Copy out exactly the lines from the start of the data to the line containing "use serde::Deserialize;". Include both.

[Records from a dataset]
--------------------
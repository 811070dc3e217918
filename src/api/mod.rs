//! Server API Bindings
//!
//! HTTP bindings to the task-board server, organized by domain. Every
//! call resolves to `Result<T, ApiError>` so call sites must handle both
//! transport failures and non-success responses; nothing is swallowed.

mod auth;
mod boards;
mod tasks;

use gloo_net::http::Response;
use serde::Deserialize;
use std::fmt;

// Re-export all public items
pub use auth::*;
pub use boards::*;
pub use tasks::*;

pub const BASE_URL: &str = "https://todo-app-server-wnkl.onrender.com";

/// Outcome of a failed server call
#[derive(Debug, Clone, PartialEq, Eq)]
pub enum ApiError {
    /// The request never produced an HTTP response
    Network(String),
    /// The server answered with a non-success status
    Api { status: u16, message: String },
}

impl ApiError {
    /// Message shown to the user: the server-provided one for
    /// application failures, a generic one for transport failures.
    pub fn user_message(&self) -> String {
        match self {
            ApiError::Network(_) => "An error occurred. Please try again.".to_string(),
            ApiError::Api { message, .. } => message.clone(),
        }
    }
}

impl fmt::Display for ApiError {
    fn fmt(&self, f: &mut fmt::Formatter<'_>) -> fmt::Result {
        match self {
            ApiError::Network(detail) => write!(f, "network error: {detail}"),
            ApiError::Api { status, message } => write!(f, "{message} (HTTP {status})"),
        }
    }
}

impl From<gloo_net::Error> for ApiError {
    fn from(err: gloo_net::Error) -> Self {
        ApiError::Network(err.to_string())
    }
}

/// Error body shape the server uses on non-2xx responses
#[derive(Deserialize)]
struct ErrorBody {
    message: Option<String>,
}

/// Extracts the server-provided message from a non-2xx body, falling
/// back to a generic one when the field is missing or the body is not
/// JSON.
fn error_message(status: u16, body: &str) -> String {
    serde_json::from_str::<ErrorBody>(body)
        .ok()
        .and_then(|b| b.message)
        .unwrap_or_else(|| format!("Request failed with status {status}"))
}

fn bearer(token: &str) -> String {
    format!("Bearer {token}")
}

/// Checks the response status and decodes the JSON body on success.
async fn decode_json<T: for<'de> Deserialize<'de>>(response: Response) -> Result<T, ApiError> {
    let status = response.status();
    let text = response.text().await?;
    if !response.ok() {
        return Err(ApiError::Api {
            status,
            message: error_message(status, &text),
        });
    }
    serde_json::from_str(&text).map_err(|e| ApiError::Api {
        status,
        message: format!("Unexpected response format: {e}"),
    })
}

/// Checks the status of a call whose success body is ignored.
async fn expect_ok(response: Response) -> Result<(), ApiError> {
    let status = response.status();
    if response.ok() {
        return Ok(());
    }
    let text = response.text().await.unwrap_or_default();
    Err(ApiError::Api {
        status,
        message: error_message(status, &text),
    })
}

#[cfg(test)]
mod tests {
    use super::*;

    #[test]
    fn test_error_message_from_body() {
        assert_eq!(
            error_message(400, r#"{"message":"Board name taken"}"#),
            "Board name taken"
        );
    }

    #[test]
    fn test_error_message_fallbacks() {
        assert_eq!(
            error_message(500, r#"{"detail":"oops"}"#),
            "Request failed with status 500"
        );
        assert_eq!(
            error_message(502, "<html>Bad Gateway</html>"),
            "Request failed with status 502"
        );
        assert_eq!(error_message(401, ""), "Request failed with status 401");
    }

    #[test]
    fn test_user_message() {
        let err = ApiError::Api {
            status: 400,
            message: "Board name taken".to_string(),
        };
        assert_eq!(err.user_message(), "Board name taken");

        let err = ApiError::Network("failed to fetch".to_string());
        assert_eq!(err.user_message(), "An error occurred. Please try again.");
    }

    #[test]
    fn test_error_display() {
        let err = ApiError::Api {
            status: 401,
            message: "Unauthorized".to_string(),
        };
        assert_eq!(err.to_string(), "Unauthorized (HTTP 401)");

        let err = ApiError::Network("failed to fetch".to_string());
        assert_eq!(err.to_string(), "network error: failed to fetch");
    }
}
--------------------
> Result of this task
repository 811070dc3e217918
filename src/api/mod.rs
//! Server API Bindings
//!
//! HTTP bindings to the task-board server, organized by domain. Every
//! call resolves to `Result<T, ApiError>` so call sites must handle both
//! transport failures and non-success responses; nothing is swallowed.

mod auth;
mod boards;
mod tasks;

use gloo_net::http::Response;
use serde::Deserialize;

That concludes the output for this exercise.